Они перетащили Миколу на кровать. Костик расстегнул у него на груди рубашку, взял кружку с водой у Марфы, брызнул Миколе в лицо. Микола шевельнул веками, потом тяжело раскрыл мутные глаза, долго смотрел в потолок. Понемногу глаза начали проясняться, что-то живое, осмысленное появилось в них, он перевел взгляд на Марфу, на Костика, дернул губами, словно хотел улыбнуться, и снова закрыл глаза.

— Убил, убил сыночка, насмерть убил, — снова запричитала Марфа. — Помирает дитятко мое.

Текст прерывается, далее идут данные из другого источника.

//! Playback Reporting plugin import tests

mod common;

use serde_json::json;

use jellymirror_core::domain::{
    ProgressKind, RunId, TaskName, TaskRun, TaskState, TriggerType,
};
use jellymirror_core::ports::{ICatalogStore, ITaskLog, PluginQueryResult};
use jellymirror_sync::SyncError;

use common::{messages, Harness};

fn plugin_rows() -> PluginQueryResult {
    let columns = [
        "rowid",
        "DateCreated",
        "UserId",
        "ItemId",
        "ItemType",
        "ItemName",
        "PlaybackMethod",
        "ClientName",
        "DeviceName",
        "PlayDuration",
    ];
    PluginQueryResult {
        columns: columns.iter().map(|c| c.to_string()).collect(),
        results: vec![
            vec![
                json!(1),
                json!("2026-10-01 20:15:00"),
                json!("u1"),
                json!("m1"),
                json!("Movie"),
                json!("Alpha"),
                json!("DirectPlay"),
                json!("Web"),
                json!("Firefox"),
                json!("3600"),
            ],
            vec![
                json!(2),
                json!("2026-10-02 21:00:00"),
                json!("u1"),
                json!("e1"),
                json!("Episode"),
                json!("Show - Pilot"),
                json!("Transcode"),
                json!("Android TV"),
                json!("Shield"),
                json!("1200"),
            ],
        ],
    }
}

#[tokio::test]
async fn test_missing_plugin_only_folds() {
    let h = Harness::new().await;
    h.source.set_plugins(&["tmdb.xml"]);

    let report = h
        .engine
        .import_plugin_data(TriggerType::Manual)
        .await
        .unwrap();

    assert_eq!(report.run.result(), TaskState::Success);
    assert!(h.source.plugin_queries().is_empty());
    let lines = messages(report.run.logged_data());
    assert!(lines.contains(&"Playback Reporting Plugin not detected. No new data to insert."));
    assert!(lines.contains(&"Any imported data has been processed."));
}

#[tokio::test]
async fn test_plugin_rows_are_imported_and_folded() {
    let h = Harness::new().await;
    h.seed_catalog();
    h.engine.full_sync(TriggerType::Manual).await.unwrap();
    h.source.set_plugins(&["Jellyfin.Plugin.PlaybackReporting.xml"]);
    h.source.set_plugin_result(plugin_rows());

    let report = h
        .engine
        .import_plugin_data(TriggerType::Manual)
        .await
        .unwrap();

    assert_eq!(
        h.source.plugin_queries(),
        vec!["SELECT rowid, * FROM PlaybackActivity order by rowid".to_string()]
    );
    assert!(messages(report.run.logged_data()).contains(&"Inserting 2 Rows."));

    let activity = h.store.playback_activity().await.unwrap();
    assert_eq!(activity.len(), 2);
    assert_eq!(activity[0].id, "plugin:1");
    assert_eq!(activity[0].user_name.as_deref(), Some("alice"));
    // Episode plays are attributed to their series
    assert_eq!(activity[1].now_playing_item_id, "s1");
    assert_eq!(activity[1].episode_id.as_deref(), Some("e1"));
    assert_eq!(activity[1].play_duration_secs, 1200);

    let events = h.progress.on_channel("PlaybackSyncTask");
    assert_eq!(events.first().unwrap().message, "Playback Plugin Sync Started");
    assert_eq!(events.last().unwrap().kind, ProgressKind::Success);
    assert_eq!(events.last().unwrap().message, "Playback Plugin Sync Completed");

    // A second import only asks for rows outside the mirrored range
    h.source.set_plugin_result(PluginQueryResult::default());
    h.engine
        .import_plugin_data(TriggerType::Manual)
        .await
        .unwrap();
    let queries = h.source.plugin_queries();
    assert_eq!(
        queries[1],
        "SELECT rowid, * FROM PlaybackActivity WHERE \
         (DateCreated < '2026-10-01 20:15:00' or DateCreated > '2026-10-02 21:00:00') \
         order by rowid"
    );
    assert_eq!(h.store.playback_activity().await.unwrap().len(), 2);
}

#[tokio::test]
async fn test_plugin_import_ignores_running_sync_rows() {
    let h = Harness::new().await;
    h.source.set_plugins(&[]);
    h.store
        .insert_run(&TaskRun::start(
            RunId::new(),
            TaskName::FullSync,
            TriggerType::Scheduled,
        ))
        .await
        .unwrap();

    h.engine
        .import_plugin_data(TriggerType::Manual)
        .await
        .unwrap();

    let err = h.engine.partial_sync(TriggerType::Manual).await.unwrap_err();
    assert!(matches!(err, SyncError::ConcurrentRunConflict { .. }));
    assert!(h
        .store
        .latest_run(TaskName::PartialSync)
        .await
        .unwrap()
        .is_none());
}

Треба людей звать, участковому заявить…

— Перестань, не поднимай шума, — послышался глухой голос Миколы. — Дай полежать спокойно.

— Полежи, сынок, полежи, дорогой… А божечка мой… Мне сдалось, что он убил тебя, совсем убил, насмерть убил…

— Не убил… Еще не убил, — Микола скривил губы в жалостной улыбке, перевел глаза на Костика. — А ты хорошо меня… по темю… Правильно… Так мне и надо.

— А что же это деется?.. Как же это дальше жить будем? — голосила Марфа.

— Как все люди, — сказал Костик и вышел из хаты.


Назавтра с самого утра Костик махал косой за хлевом — докашивал клевер. Когда коса начинала тупиться, доставал брусок, точил ее, морщился — вспоминал вчерашнее — и снова продолжал косить, сердито хмурясь.

Перед завтраком на сотки вышел и Микола, зашел спереди, по некошеному, поздоровался. Костик буркнул себе что-то под нос.

— Никогда б не подумал, что ты такой горячий. Заводишься с пол-оборота, — Микола стоял и, прищурясь, внимательно смотрел на Костика, пытаясь улыбаться, но улыбка получалась какая-то вымученная. Костик не поднимал головы, словно не видел его, махал и махал косой. — Да ты не переживай, Костик, — проглотил комок Микола. — Я на тебя зла не ношу… хотя ты на меня и руку поднял… — Микола говорил, а губы будто окаменели, не слушались.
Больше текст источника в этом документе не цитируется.